On Friday, December 30, 2022, the IRS issued Notice 2023-11, which provides temporary relief from the FATCA reporting rules for non-U.S. banks (known as FFIs, “foreign financial institutions”) in about 90 countries (known as Model 1 Jurisdictions). The notice specifically provides relief for reporting of U.S. TINs (Social Security or ITIN numbers) for 2022, 2023, and 2024.
Democrats Abroad is encouraged by the recognition by Treasury and the IRS that modifications to the FATCA-reporting regime are necessary. Although temporary relief for non-U.S. banks is a positive step, the temporary relief is provided to FFIs rather than directly to Americans abroad. We would prefer permanent relief that resolves the core problem caused by FATCA: loss of access to non-U.S. bank accounts for Americans abroad.
In 2022 the Democrats Abroad Taxation Task Force met with IRS and Treasury officials to raise awareness of the ongoing tax and financial-access issues experienced by our constituency.
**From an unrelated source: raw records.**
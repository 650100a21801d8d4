//! Identity face swap (InSwapper 128 / GHOST 256) via ONNX Runtime.
//!
//! The target face is aligned with the five-point template, swapped in the
//! canonical crop, and pasted back through the inverse transform.

use crate::alignment;
use crate::detector::{DetectorError, FaceDetector, FaceLocator};
use crate::imaging;
use crate::recognizer::{FaceRecognizer, RecognizerError};
use image::RgbImage;
use ndarray::Array2;
use ort::session::Session;
use ort::value::TensorRef;
use serde::{Deserialize, Serialize};
use std::path::Path;
use thiserror::Error;

// --- Named constants ---
const PASTE_FEATHER: u32 = 21;

#[derive(Error, Debug)]
pub enum SwapError {
    #[error("model file not found: {0}")]
    ModelNotFound(String),
    #[error("no face found in the generated image")]
    NoTargetFace,
    #[error("no face found in the source image")]
    NoSourceFace,
    #[error("inference failed: {0}")]
    InferenceFailed(String),
    #[error("detector: {0}")]
    Detector(#[from] DetectorError),
    #[error("recognizer: {0}")]
    Recognizer(#[from] RecognizerError),
    #[error("io: {0}")]
    Io(#[from] std::io::Error),
    #[error("ort: {0}")]
    Ort(#[from] ort::Error),
}

/// Which swap network to run.
#[derive(Debug, Clone, Copy, PartialEq, Eq, Default, Serialize, Deserialize)]
#[serde(rename_all = "lowercase")]
pub enum SwapModel {
    /// Fast general-purpose swapper, 128px crop, [0,1] input.
    #[default]
    InSwapper,
    /// Higher-quality alternative, 256px crop, [-1,1] input.
    Ghost,
}

impl SwapModel {
    pub fn file_name(&self) -> &'static str {
        match self {
            SwapModel::InSwapper => "inswapper_128.onnx",
            SwapModel::Ghost => "ghost_unet_2blocks.onnx",
        }
    }

    pub fn crop_size(&self) -> u32 {
        match self {
            SwapModel::InSwapper => 128,
            SwapModel::Ghost => 256,
        }
    }

    /// Value range of the network's image input and output.
    fn pixel_range(&self) -> (f32, f32) {
        match self {
            SwapModel::InSwapper => (0.0, 1.0),
            SwapModel::Ghost => (-1.0, 1.0),
        }
    }
}

impl std::fmt::Display for SwapModel {
    fn fmt(&self, f: &mut std::fmt::Formatter<'_>) -> std::fmt::Result {
        match self {
            SwapModel::InSwapper => f.write_str("inswapper"),
            SwapModel::Ghost => f.write_str("ghost"),
        }
    }
}

impl std::str::FromStr for SwapModel {
    type Err = String;

    fn from_str(s: &str) -> Result<Self, Self::Err> {
        match s.to_ascii_lowercase().as_str() {
            "inswapper" | "inswapper_128" => Ok(SwapModel::InSwapper),
            "ghost" => Ok(SwapModel::Ghost),
            other => Err(format!("unknown swap model '{other}' (expected inswapper or ghost)")),
        }
    }
}

/// Puts the identity of `source` onto the largest face of `target`.
pub trait FaceSwapper {
    /// The network this swapper runs.
    fn model(&self) -> SwapModel;

    fn swap(&mut self, target: &RgbImage, source: &RgbImage) -> Result<RgbImage, SwapError>;
}

pub struct OnnxFaceSwapper {
    session: Session,
    model: SwapModel,
    /// Optional 512×512 projection applied to the identity before the swap.
    emap: Option<Array2<f32>>,
    detector: FaceDetector,
    recognizer: FaceRecognizer,
}

impl OnnxFaceSwapper {
    /// Load the swap network plus its own detector/recognizer pair.
    ///
    /// A raw little-endian f32 file next to the model with the extension
    /// `.emap` is used as the identity projection when present.
    pub fn load(
        model_path: &str,
        model: SwapModel,
        scrfd_path: &str,
        arcface_path: &str,
    ) -> Result<Self, SwapError> {
        if !Path::new(model_path).exists() {
            return Err(SwapError::ModelNotFound(model_path.to_string()));
        }

        let session = Session::builder()?
            .with_intra_threads(2)?
            .commit_from_file(model_path)?;

        tracing::info!(
            path = model_path,
            model = %model,
            inputs = ?session.inputs().iter().map(|i| (i.name(), i.dtype())).collect::<Vec<_>>(),
            "loaded face swap model"
        );

        let emap_path = Path::new(model_path).with_extension("emap");
        let emap = if emap_path.exists() {
            Some(read_emap(&emap_path)?)
        } else {
            None
        };

        Ok(Self {
            session,
            model,
            emap,
            detector: FaceDetector::load(scrfd_path)?,
            recognizer: FaceRecognizer::load(arcface_path)?,
        })
    }
}

fn read_emap(path: &Path) -> Result<Array2<f32>, SwapError> {
    let bytes = std::fs::read(path)?;
    let values: Vec<f32> = bytes
        .chunks_exact(4)
        .map(|b| f32::from_le_bytes([b[0], b[1], b[2], b[3]]))
        .collect();
    Array2::from_shape_vec((512, 512), values)
        .map_err(|e| SwapError::InferenceFailed(format!("emap {}: {e}", path.display())))
}

/// Project the identity through `emap` (if any) and re-normalize.
fn swap_latent(identity: &[f32], emap: Option<&Array2<f32>>) -> Array2<f32> {
    let mut latent = Array2::from_shape_vec((1, identity.len()), identity.to_vec())
        .unwrap_or_else(|_| Array2::zeros((1, identity.len())));
    if let Some(emap) = emap {
        if emap.nrows() == identity.len() {
            latent = latent.dot(emap);
        }
    }
    let norm = latent.iter().map(|v| v * v).sum::<f32>().sqrt();
    if norm > 0.0 {
        latent.mapv_inplace(|v| v / norm);
    }
    latent
}

impl FaceSwapper for OnnxFaceSwapper {
    fn model(&self) -> SwapModel {
        self.model
    }

    fn swap(&mut self, target: &RgbImage, source: &RgbImage) -> Result<RgbImage, SwapError> {
        let target_face = self.detector.largest_face(target)?.ok_or(SwapError::NoTargetFace)?;
        let landmarks = target_face.landmarks.ok_or(SwapError::NoTargetFace)?;
        let source_face = self.detector.largest_face(source)?.ok_or(SwapError::NoSourceFace)?;
        let identity = self.recognizer.extract(source, &source_face)?;

        let size = self.model.crop_size();
        let (crop, matrix) = alignment::align_face(target, &landmarks, size);

        let (lo, hi) = self.model.pixel_range();
        let span = hi - lo;
        let input = imaging::rgb_to_nchw(&crop, span / 255.0, [-lo; 3], [1.0; 3]);
        let latent = swap_latent(&identity.values, self.emap.as_ref());

        let outputs = self.session.run(ort::inputs![
            "target" => TensorRef::from_array_view(input.view())?,
            "source" => TensorRef::from_array_view(latent.view())?,
        ])?;
        let (_, data) = outputs[0]
            .try_extract_tensor::<f32>()
            .map_err(|e| SwapError::InferenceFailed(format!("swap output: {e}")))?;

        let swapped = imaging::nchw_to_rgb(data, size as usize, size as usize, lo, hi)
            .ok_or_else(|| SwapError::InferenceFailed(format!("expected 3x{size}x{size} output")))?;

        tracing::debug!(model = %self.model, confidence = target_face.confidence, "face swapped");
        Ok(alignment::paste_back(target, &swapped, &matrix, PASTE_FEATHER))
    }
}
We are pleased to see some of our views are recognized in this IRS notice. We look forward to an ongoing productive dialogue with these government agencies and Congress in order to resolve the tax and financial-access issues that severely impact the daily lives of Americans abroad.
Highlights from the notice that are relevant to Americans abroad include:
- Treasury and the IRS acknowledge that foreign countries, non-U.S. banks, and U.S. citizens (including for Americans living abroad) are concerned about account closures when a U.S. TIN has not been provided.
- Treasury and the IRS acknowledge notification that some non-U.S. banks are refusing to open or maintain accounts for Americans abroad, or are “otherwise providing access to accounts on less favorable terms than apply to other account holders, even if the U.S. citizen provides a U.S. TIN.”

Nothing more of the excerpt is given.